MRI and k-space

MRI images are created from raw data contained in a raw data space, called k-space. This is a matrix where MR signals are stored throughout the scan. K-space is considered a bit of a tricky topic, so I will only outline a brief explanation of what k-space is and how it relates to the MR image.

Kspace.pngThis is a visualisation of k-space.

K-space is what? The first thing to recognise is k-space is not a real space. It is a mathematical construct with a fancy name – a matrix used to store data. The data points are not simple numbers, they are spatial frequencies. Unlike ‘normal’ frequencies, which are repetitions per time, spatial frequencies are repetitions per distance. They are, in other words, waves in real space, like sound waves. We usually measure them as cycles (or line pairs) per mm. The number of cycles per mm is called the wavenumber, and the symbol used for wavenumber is ‘k’ – hence k-space.

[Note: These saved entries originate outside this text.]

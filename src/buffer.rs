//! Styled text buffer - text, selection, and color ranges
//!
//! This is the in-memory editor surface used by the binary and the tests.
//! Color ranges follow the text through edits: insertions inside a range
//! grow it, insertions at its edges do not.

use std::collections::{BTreeMap, VecDeque};

use crate::surface::{EditorSurface, SurfaceEvent, Viewport};
use crate::syntax::{Argb, Span};

/// Pixel geometry of the visible area
#[derive(Debug, Clone, Copy, PartialEq, Eq)]
pub struct Layout {
    /// Height of one text line in pixels
    pub line_height_px: u32,
    /// Height of the visible area in pixels
    pub height_px: u32,
}

/// A text buffer with inline colors
#[derive(Debug)]
pub struct StyledBuffer {
    /// Text content
    text: String,
    /// Color ranges keyed by start offset (never overlapping)
    spans: BTreeMap<usize, Span>,
    /// Selection (start, end); equal ends = cursor
    selection: (usize, usize),
    /// None until the host lays the view out
    layout: Option<Layout>,
    /// Vertical scroll offset in pixels
    scroll_y: i32,
    /// Whether text changes are currently unreported
    muted: bool,
    /// Whether the host view is alive
    attached: bool,
    /// Pending notifications
    events: VecDeque<SurfaceEvent>,
}

impl StyledBuffer {
    /// Create an empty buffer
    pub fn new() -> Self {
        Self {
            text: String::new(),
            spans: BTreeMap::new(),
            selection: (0, 0),
            layout: None,
            scroll_y: 0,
            muted: false,
            attached: true,
            events: VecDeque::new(),
        }
    }

    /// Create a buffer holding `text` (no events are queued)
    pub fn from_text(text: &str) -> Self {
        let mut buffer = Self::new();
        buffer.text = text.to_string();
        buffer
    }

    pub fn as_str(&self) -> &str {
        &self.text
    }

    /// Number of lines (a trailing newline starts an empty last line)
    pub fn line_count(&self) -> usize {
        self.text.bytes().filter(|&b| b == b'\n').count() + 1
    }

    /// Byte offset where `line` starts, or None past the last line
    pub fn line_start(&self, line: usize) -> Option<usize> {
        if line == 0 {
            return Some(0);
        }
        self.text
            .match_indices('\n')
            .nth(line - 1)
            .map(|(i, _)| i + 1)
    }

    /// Color ranges in start order
    pub fn spans(&self) -> impl Iterator<Item = &Span> {
        self.spans.values()
    }

    /// Color at a byte position, if any
    pub fn color_at(&self, pos: usize) -> Option<Argb> {
        self.spans
            .range(..=pos)
            .next_back()
            .map(|(_, span)| span)
            .filter(|span| span.contains(pos))
            .map(|span| span.color)
    }

    /// Set the pixel geometry (first layout makes the viewport known)
    pub fn set_layout(&mut self, layout: Layout) {
        self.layout = Some(layout);
    }

    pub fn scroll_y(&self) -> i32 {
        self.scroll_y
    }

    /// Scroll to a pixel offset and report it
    pub fn scroll_to(&mut self, y: i32) {
        let old_y = self.scroll_y;
        self.scroll_y = y.max(0);
        if old_y != self.scroll_y {
            self.events.push_back(SurfaceEvent::Scrolled {
                old_y,
                new_y: self.scroll_y,
            });
        }
    }

    /// Scroll so that `line` is the first visible line
    pub fn scroll_to_line(&mut self, line: usize) {
        let line_height = self.layout.map_or(1, |l| l.line_height_px.max(1));
        let y = (line as u64 * line_height as u64).min(i32::MAX as u64) as i32;
        self.scroll_to(y);
    }

    /// Mark the host view as gone
    pub fn detach(&mut self) {
        self.attached = false;
    }

    /// Insert text at a byte position
    pub fn insert_str(&mut self, pos: usize, s: &str) {
        if s.is_empty() || pos > self.text.len() || !self.text.is_char_boundary(pos) {
            return;
        }
        self.text.insert_str(pos, s);
        let n = s.len();

        let shifted: Vec<Span> = std::mem::take(&mut self.spans)
            .into_values()
            .map(|mut span| {
                if span.start >= pos {
                    span.start += n;
                    span.end += n;
                } else if span.end > pos {
                    span.end += n;
                }
                span
            })
            .collect();
        self.spans = shifted.into_iter().map(|s| (s.start, s)).collect();

        let shift = |p: usize| if p >= pos { p + n } else { p };
        self.selection = (shift(self.selection.0), shift(self.selection.1));
        self.text_changed();
    }

    /// Delete the bytes in `[start, end)`
    pub fn delete_range(&mut self, start: usize, end: usize) {
        if start >= end
            || end > self.text.len()
            || !self.text.is_char_boundary(start)
            || !self.text.is_char_boundary(end)
        {
            return;
        }
        self.text.replace_range(start..end, "");
        let n = end - start;

        let remap = |p: usize| {
            if p <= start {
                p
            } else if p >= end {
                p - n
            } else {
                start
            }
        };
        let kept: Vec<Span> = std::mem::take(&mut self.spans)
            .into_values()
            .map(|span| Span {
                start: remap(span.start),
                end: remap(span.end),
                ..span
            })
            .filter(|span| !span.is_empty())
            .collect();
        self.spans = kept.into_iter().map(|s| (s.start, s)).collect();

        self.selection = (remap(self.selection.0), remap(self.selection.1));
        self.text_changed();
    }

    fn text_changed(&mut self) {
        if !self.muted {
            self.events.push_back(SurfaceEvent::TextChanged);
        }
    }
}

impl Default for StyledBuffer {
    fn default() -> Self {
        Self::new()
    }
}

impl EditorSurface for StyledBuffer {
    fn text(&self) -> String {
        self.text.clone()
    }

    fn len(&self) -> usize {
        self.text.len()
    }

    fn is_char_boundary(&self, offset: usize) -> bool {
        self.text.is_char_boundary(offset)
    }

    fn set_text(&mut self, text: &str) {
        self.text = text.to_string();
        self.spans.clear();
        self.selection = (0, 0);
        self.text_changed();
    }

    fn selection(&self) -> (usize, usize) {
        self.selection
    }

    fn set_selection(&mut self, start: usize, end: usize) {
        let len = self.text.len();
        self.selection = (start.min(len), end.min(len));
    }

    fn apply_spans(&mut self, spans: &[Span]) {
        for span in spans {
            if span.is_empty() || span.end > self.text.len() {
                continue;
            }
            self.clear_spans(span.start, span.end);
            self.spans.insert(span.start, *span);
        }
    }

    fn clear_spans(&mut self, start: usize, end: usize) {
        let hit: Vec<usize> = self
            .spans
            .range(..end)
            .rev()
            .take_while(|(_, span)| span.end > start)
            .map(|(&key, _)| key)
            .collect();

        for key in hit {
            let Some(span) = self.spans.remove(&key) else {
                continue;
            };
            // Keep the parts that stick out of the cleared range
            if span.start < start {
                self.spans.insert(span.start, Span { end: start, ..span });
            }
            if span.end > end {
                self.spans.insert(end, Span { start: end, ..span });
            }
        }
    }

    fn applied_spans(&self) -> Vec<Span> {
        self.spans.values().copied().collect()
    }

    fn viewport(&self) -> Option<Viewport> {
        let layout = self.layout?;
        let line_height = layout.line_height_px.max(1) as u64;
        let top = self.scroll_y.max(0) as u64;
        let last_line = self.line_count() - 1;
        let first_line = ((top / line_height) as usize).min(last_line);
        let bottom = top + layout.height_px as u64;
        let last_visible = ((bottom / line_height) as usize).clamp(first_line, last_line);
        Some(Viewport {
            first_line,
            last_line: last_visible,
        })
    }

    fn mute_changes(&mut self) {
        self.muted = true;
    }

    fn unmute_changes(&mut self) {
        self.muted = false;
    }

    fn take_events(&mut self) -> Vec<SurfaceEvent> {
        self.events.drain(..).collect()
    }

    fn is_attached(&self) -> bool {
        self.attached
    }
}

It may be easiest to envision these spatial frequencies as variation in the brightness of the image (or variation in signal spatial distribution, if we are to get more technical). So we have a large matrix of brightness variations, which together makes up the complex image. The matrix is full when the image is completed (i.e. the scan is done).

kspace.jpg

K-space relates to the image how? The second thing to recognise is that k-space corresponds (although not directly) to the image. If the image size is 256 by 256, then the k-space will have 256 columns and 256 rows. This doesn’t mean, however, that the bottom right hand k-space spatial frequency holds the information for the bottom right hand image pixel. Each spatial frequency in k-space contains information about the entire final image. In short, the brightness of any given ‘spot’ in k-space indicates the amount that that particular spatial frequency contributes to the image. K-space is typically filled line by line (but we can also fill it in other ways).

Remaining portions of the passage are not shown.